De telles affirmations sont très difficiles à confirmer car il est presque impossible de vérifier les affirmations des deux parties. En Iran, les affaires de sécurité sont étroitement contrôlées par des personnes complètement intégrées au régime, en l’occurrence le ministère du Renseignement. De plus, le directeur du contre-espionnage qui a annoncé l’information en conférence de presse n’a pas révélé son nom aux journalistes, ce qui est assez inhabituel. 

Menaces contre l'Iran dans la région L'iran et ses alliés

Ces situations finissent le plus souvent par se réduire à une simple opposition entre la parole d’un État contre celle d’un autre. Cependant les accusations d’espionnage de l’Iran sont l’objet d’un fort soupçon instruit par les expériences passées car le pays a accusé à de multiples reprises des journalistes, des activistes, et des universitaires d’être des espions. De plus, cette annonce est rendue plus suspecte par l’arrestation en juin d’une universitaire franco-iranienne du Centre de recherches internationales de Sciences Po, Fariba Adelkhah, pour des faits « d’espionnage » sans que la moindre information soit donnée aux autorités françaises3. L’affaire a très probablement une dimension nationale. Ces arrestations ont été effectuées par le ministère du Renseignement et non par l’appareil de renseignement des Gardiens de la Révolution. Or la concurrence entre les deux entités s’est justement intensifiée au cours de la dernière année.

En effet, au cours du dernier mois, les Gardiens ont démontré leur capacité à combattre et à protéger les frontières de l’Iran en abattant un drone américain et en capturant des pétroliers britanniques. De manière plus surprenante, une série télévisée, Gando, qui montre comment des Gardiens luttent contre différents représentants de la « cinquième colonne » (dont des espions américains, bien entendu) a eu un succès formidable en Iran depuis son lancement en juin4.

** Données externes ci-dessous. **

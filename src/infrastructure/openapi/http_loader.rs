//! HTTP-based definition loader

use std::collections::BTreeMap;
use std::time::Duration;

use async_trait::async_trait;
use reqwest::Client;
use reqwest::header::{HeaderMap, HeaderName, HeaderValue};

use super::DefinitionLoader;
use super::parser::{SourceFormat, parse_document};
use crate::core::error::{Result, TransformError};
use crate::core::utils::is_remote_source;
use crate::transform::Document;

/// Loads definitions from HTTP/HTTPS URLs
pub struct HttpDefinitionLoader {
    client: Client,
}

impl HttpDefinitionLoader {
    /// Build a loader that sends `headers` with every request
    pub fn new(headers: &BTreeMap<String, String>) -> Result<Self> {
        let mut default_headers = HeaderMap::new();
        for (name, value) in headers {
            let name = HeaderName::from_bytes(name.as_bytes())
                .map_err(|e| TransformError::config(format!("Invalid header name {name}: {e}")))?;
            let value = HeaderValue::from_str(value).map_err(|e| {
                TransformError::config(format!("Invalid value for header {name}: {e}"))
            })?;
            default_headers.insert(name, value);
        }

        let client = Client::builder()
            .timeout(Duration::from_secs(30))
            .user_agent(concat!(
                env!("CARGO_PKG_NAME"),
                "/",
                env!("CARGO_PKG_VERSION")
            ))
            .default_headers(default_headers)
            .build()
            .map_err(|e| TransformError::config(format!("Failed to create HTTP client: {e}")))?;

        Ok(Self { client })
    }
}

#[async_trait]
impl DefinitionLoader for HttpDefinitionLoader {
    async fn load(&self, source: &str) -> Result<Document> {
        // Only handle HTTP(S) URLs
        if !is_remote_source(source) {
            return Err(TransformError::reference(
                source,
                "HttpDefinitionLoader only handles HTTP(S) URLs",
            ));
        }

        let response = self
            .client
            .get(source)
            .send()
            .await
            .map_err(|e| TransformError::reference(source, e.to_string()))?;

        let status = response.status();
        if !status.is_success() {
            return Err(TransformError::ReferenceResolution {
                reference: source.to_string(),
                status: Some(status.as_u16()),
                message: status
                    .canonical_reason()
                    .unwrap_or("request failed")
                    .to_string(),
            });
        }

        // Get content type before consuming the response
        let content_type = response
            .headers()
            .get(reqwest::header::CONTENT_TYPE)
            .and_then(|v| v.to_str().ok())
            .unwrap_or("")
            .to_string();

        let content = response.text().await.map_err(|e| {
            TransformError::reference(source, format!("Failed to read response body: {e}"))
        })?;

        parse_document(
            source,
            &content,
            SourceFormat::from_content_type(&content_type, source),
        )
    }
}

#[cfg(test)]
mod tests {
    use super::*;
    use wiremock::matchers::{header, method, path};
    use wiremock::{Mock, MockServer, ResponseTemplate};

    fn loader() -> HttpDefinitionLoader {
        HttpDefinitionLoader::new(&BTreeMap::new()).unwrap()
    }

    #[tokio::test]
    async fn test_http_loader_json() {
        let mock_server = MockServer::start().await;

        let spec_json = r#"{
            "openapi": "3.0.0",
            "info": {
                "title": "Test API",
                "version": "1.0.0"
            },
            "paths": {}
        }"#;

        Mock::given(method("GET"))
            .and(path("/openapi.json"))
            .respond_with(
                ResponseTemplate::new(200)
                    .set_body_string(spec_json)
                    .insert_header("content-type", "application/json"),
            )
            .mount(&mock_server)
            .await;

        let url = format!("{}/openapi.json", mock_server.uri());
        let doc = loader().load(&url).await.unwrap();

        assert_eq!(doc["openapi"], "3.0.0");
        assert_eq!(doc["info"]["title"], "Test API");
    }

    #[tokio::test]
    async fn test_http_loader_yaml() {
        let mock_server = MockServer::start().await;

        let spec_yaml = r#"openapi: 3.0.0
info:
  title: Test API
  version: 1.0.0
paths: {}"#;

        Mock::given(method("GET"))
            .and(path("/openapi"))
            .respond_with(
                ResponseTemplate::new(200)
                    .set_body_string(spec_yaml)
                    .insert_header("content-type", "application/x-yaml"),
            )
            .mount(&mock_server)
            .await;

        let url = format!("{}/openapi", mock_server.uri());
        let doc = loader().load(&url).await.unwrap();
        assert_eq!(doc["info"]["title"], "Test API");
    }

    #[tokio::test]
    async fn test_http_loader_sends_headers() {
        let mock_server = MockServer::start().await;

        Mock::given(method("GET"))
            .and(path("/private.json"))
            .and(header("x-api-key", "secret"))
            .respond_with(
                ResponseTemplate::new(200)
                    .set_body_string(r#"{"openapi":"3.0.0","info":{"title":"P","version":"1"},"paths":{}}"#),
            )
            .mount(&mock_server)
            .await;

        let mut headers = BTreeMap::new();
        headers.insert("x-api-key".to_string(), "secret".to_string());
        let loader = HttpDefinitionLoader::new(&headers).unwrap();

        let doc = loader
            .load(&format!("{}/private.json", mock_server.uri()))
            .await
            .unwrap();
        assert_eq!(doc["info"]["title"], "P");
    }

    #[tokio::test]
    async fn test_http_loader_404_carries_status() {
        let mock_server = MockServer::start().await;

        Mock::given(method("GET"))
            .and(path("/notfound"))
            .respond_with(ResponseTemplate::new(404))
            .mount(&mock_server)
            .await;

        let url = format!("{}/notfound", mock_server.uri());
        match loader().load(&url).await.unwrap_err() {
            TransformError::ReferenceResolution { status, .. } => {
                assert_eq!(status, Some(404));
            }
            other => panic!("Expected ReferenceResolution, got {other:?}"),
        }
    }

    #[tokio::test]
    async fn test_http_loader_non_http_url() {
        let result = loader().load("file:///path/to/spec.yaml").await;
        match result.unwrap_err() {
            TransformError::ReferenceResolution { message, .. } => {
                assert!(message.contains("only handles HTTP"));
            }
            other => panic!("Expected ReferenceResolution, got {other:?}"),
        }
    }

    #[test]
    fn test_invalid_header_name_is_config_error() {
        let mut headers = BTreeMap::new();
        headers.insert("bad header".to_string(), "v".to_string());
        assert!(matches!(
            HttpDefinitionLoader::new(&headers),
            Err(TransformError::Config(_))
        ));
    }
}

De son côté, le ministère du Renseignement a diffusé une émission de télévision de 19 minutes, nommée « la traque des espions », présentée comme un « documentaire ». Dans le film, on voit le ministre du Renseignement iranien, Mahmoud Alavi, affirmer que les agents de la CIA américains qui auraient recruté ce réseau d’espions iraniens auraient été identifiés, diffusant des photos de ces supposés agents accompagnés de leur famille.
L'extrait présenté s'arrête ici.